By Kurt Knebusch
Farmers can get a good grip on manure using cover crops, says an expert with Ohio State University Extension.
“Cover crops are an excellent practice to utilize nutrients from manure for growing grain crops,” said Alan Sundermeier, an educator in OSU Extension’s Wood County office. “Capturing the manure nutrients with a growing plant will keep the nutrients on the field and out of waterways.”
Sundermeier, who’s also the director of that office, will give tips on getting cover crops off the ground - and then eventually back into it - as part of Wednesday and Thursday’s North American Manure Expo. The event is in London, about 25 miles west of Columbus.
His talk, called “Establishing Cover Crops,” is one of four during the expo’s Cover Crops track, which goes from 5 to 7:30 p.m. Wednesday. It’s one of about 40 talks in 13 tracks during the event’s two days overall.

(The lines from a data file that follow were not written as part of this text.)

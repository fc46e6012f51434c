//! DNS Seed Configuration
//!
//! Configurable parameters for the DNS Seed service. Values come from an
//! optional TOML file, then command-line overrides, then `validate()`.

use serde::{Deserialize, Serialize};
use std::net::SocketAddr;
use std::path::{Path, PathBuf};

/// Main configuration for the DNS Seed service
#[derive(Debug, Clone, Serialize, Deserialize)]
#[serde(default)]
pub struct SeedConfig {
    // === Network ===

    /// UDP address the DNS server binds to
    pub listen_addr: SocketAddr,

    /// Zone this seed is authoritative for, without trailing dot
    pub root_domain: String,

    /// HTTP API address for metrics
    pub api_listen_addr: SocketAddr,

    // === lightningd ===

    /// Time between polls of lightningd (seconds)
    pub poll_interval_secs: u64,

    /// lightningd data directory; `$HOME` and `~` are expanded on load
    pub lightning_dir: PathBuf,

    /// Network subdirectory holding the RPC socket
    pub network: String,

    /// Name of the RPC socket file
    pub rpc_file: String,

    // === Responses ===

    /// Peers returned for a wildcard SRV query
    pub max_results: usize,

    /// Well-known Lightning port
    pub default_port: u16,

    // === Monitoring ===

    /// Interval between status log lines (seconds)
    pub status_interval_secs: u64,

    // === Announcements ===

    pub irc: IrcConfig,
}

/// Announcement channel settings
#[derive(Debug, Clone, PartialEq, Eq, Serialize, Deserialize)]
#[serde(default)]
pub struct IrcConfig {
    pub enabled: bool,

    /// `host:port` of the IRC server
    pub server: String,

    pub channel: String,

    pub nick: String,

    /// Wait before reconnecting after a lost connection (seconds)
    pub reconnect_delay_secs: u64,
}

impl Default for SeedConfig {
    fn default() -> Self {
        Self {
            // Network
            listen_addr: SocketAddr::from(([0, 0, 0, 0], 53)),  // Needs CAP_NET_BIND_SERVICE
            root_domain: "lseed.bitcoinstats.com".to_string(),
            api_listen_addr: SocketAddr::from(([127, 0, 0, 1], 8080)),

            // lightningd
            poll_interval_secs: 10,
            lightning_dir: expand_home(Path::new("$HOME/.lightning")),
            network: "bitcoin".to_string(),
            rpc_file: "lightning-rpc".to_string(),

            // Responses
            max_results: 25,
            default_port: crate::types::DEFAULT_PORT,

            // Monitoring
            status_interval_secs: 60,

            irc: IrcConfig::default(),
        }
    }
}

impl Default for IrcConfig {
    fn default() -> Self {
        Self {
            enabled: true,
            server: "irc.lfnet.org:6667".to_string(),
            channel: "#lightning-nodes".to_string(),
            nick: "lseed".to_string(),
            reconnect_delay_secs: 30,
        }
    }
}

impl SeedConfig {
    /// Load configuration from TOML file
    pub fn load(path: &Path) -> anyhow::Result<Self> {
        let content = std::fs::read_to_string(path)?;
        let mut config: Self = toml::from_str(&content)?;
        config.lightning_dir = expand_home(&config.lightning_dir);
        Ok(config)
    }

    /// Save configuration to TOML file
    pub fn save(&self, path: &Path) -> anyhow::Result<()> {
        let content = toml::to_string_pretty(self)?;
        std::fs::write(path, content)?;
        Ok(())
    }

    /// Path of the lightningd JSON-RPC socket
    pub fn rpc_socket_path(&self) -> PathBuf {
        self.lightning_dir.join(&self.network).join(&self.rpc_file)
    }

    // Builder-style methods for CLI overrides; `None` keeps the current value

    pub fn with_listen_addr(mut self, addr: Option<SocketAddr>) -> Self {
        if let Some(addr) = addr {
            self.listen_addr = addr;
        }
        self
    }

    pub fn with_root_domain(mut self, domain: Option<String>) -> Self {
        if let Some(domain) = domain {
            self.root_domain = domain;
        }
        self
    }

    pub fn with_poll_interval(mut self, secs: Option<u64>) -> Self {
        if let Some(secs) = secs {
            self.poll_interval_secs = secs;
        }
        self
    }

    pub fn with_lightning_dir(mut self, dir: Option<PathBuf>) -> Self {
        if let Some(dir) = dir {
            self.lightning_dir = expand_home(&dir);
        }
        self
    }

    pub fn with_network(mut self, network: Option<String>) -> Self {
        if let Some(network) = network {
            self.network = network;
        }
        self
    }

    pub fn with_rpc_file(mut self, rpc_file: Option<String>) -> Self {
        if let Some(rpc_file) = rpc_file {
            self.rpc_file = rpc_file;
        }
        self
    }

    pub fn with_max_results(mut self, results: Option<usize>) -> Self {
        if let Some(results) = results {
            self.max_results = results;
        }
        self
    }

    pub fn with_api_listen_addr(mut self, addr: Option<SocketAddr>) -> Self {
        if let Some(addr) = addr {
            self.api_listen_addr = addr;
        }
        self
    }

    pub fn with_irc_enabled(mut self, enabled: bool) -> Self {
        self.irc.enabled = enabled;
        self
    }

    /// Validate configuration values and normalize the root domain
    pub fn validate(mut self) -> anyhow::Result<Self> {
        self.root_domain = self.root_domain.trim_end_matches('.').to_ascii_lowercase();

        if self.root_domain.is_empty() {
            anyhow::bail!("root_domain must not be empty");
        }

        if self.poll_interval_secs == 0 {
            anyhow::bail!("poll_interval_secs must be greater than 0");
        }

        if !(1..=255).contains(&self.max_results) {
            anyhow::bail!("max_results ({}) must be between 1 and 255", self.max_results);
        }

        if self.default_port == 0 {
            anyhow::bail!("default_port must not be 0");
        }

        if self.status_interval_secs == 0 {
            anyhow::bail!("status_interval_secs must be greater than 0");
        }

        Ok(self)
    }
}

/// Replace a leading `$HOME` or `~` with the home directory
fn expand_home(path: &Path) -> PathBuf {
    let Some(text) = path.to_str() else {
        return path.to_path_buf();
    };
    let Ok(home) = std::env::var("HOME") else {
        return path.to_path_buf();
    };

    for prefix in ["$HOME", "~"] {
        if let Some(rest) = text.strip_prefix(prefix) {
            if rest.is_empty() || rest.starts_with('/') {
                return PathBuf::from(format!("{}{}", home, rest));
            }
        }
    }
    path.to_path_buf()
}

The expo’s theme is “Returning Nutrients to Their Roots.”
Good for soils, yields and water
Sundermeier said more and more farmers are growing cover crops - annual ryegrass, red clover, buckwheat and many others - for their benefits, which include reducing soil erosion and adding soil- and yield-improving organic matter.
Typically cover crops are planted - then later are killed by winter, plowed under or both - in between rotations of grain crops such as corn and soybeans.
But starting them can be a challenge, said Sundermeier, who said he hopes his talk makes it easier.
Tool for fighting algal blooms
“To be successful in establishing cover crops, producers need to match species selection to timing opportunities in the cropping system,” he said. “These opportunities may occur any time there’s sufficient soil temperature for growth — before, during and after the grain crop season.”
Sundermeier’s home county of Wood is in the Maumee River watershed, the heart of the battle to stop the harmful algal blooms plaguing Lake Erie.
One of the causes of those blooms is phosphorus runoff from farm fertilizers and manure. So growing nutrient-grabbing cover crops can help in the fight, Sundermeier said.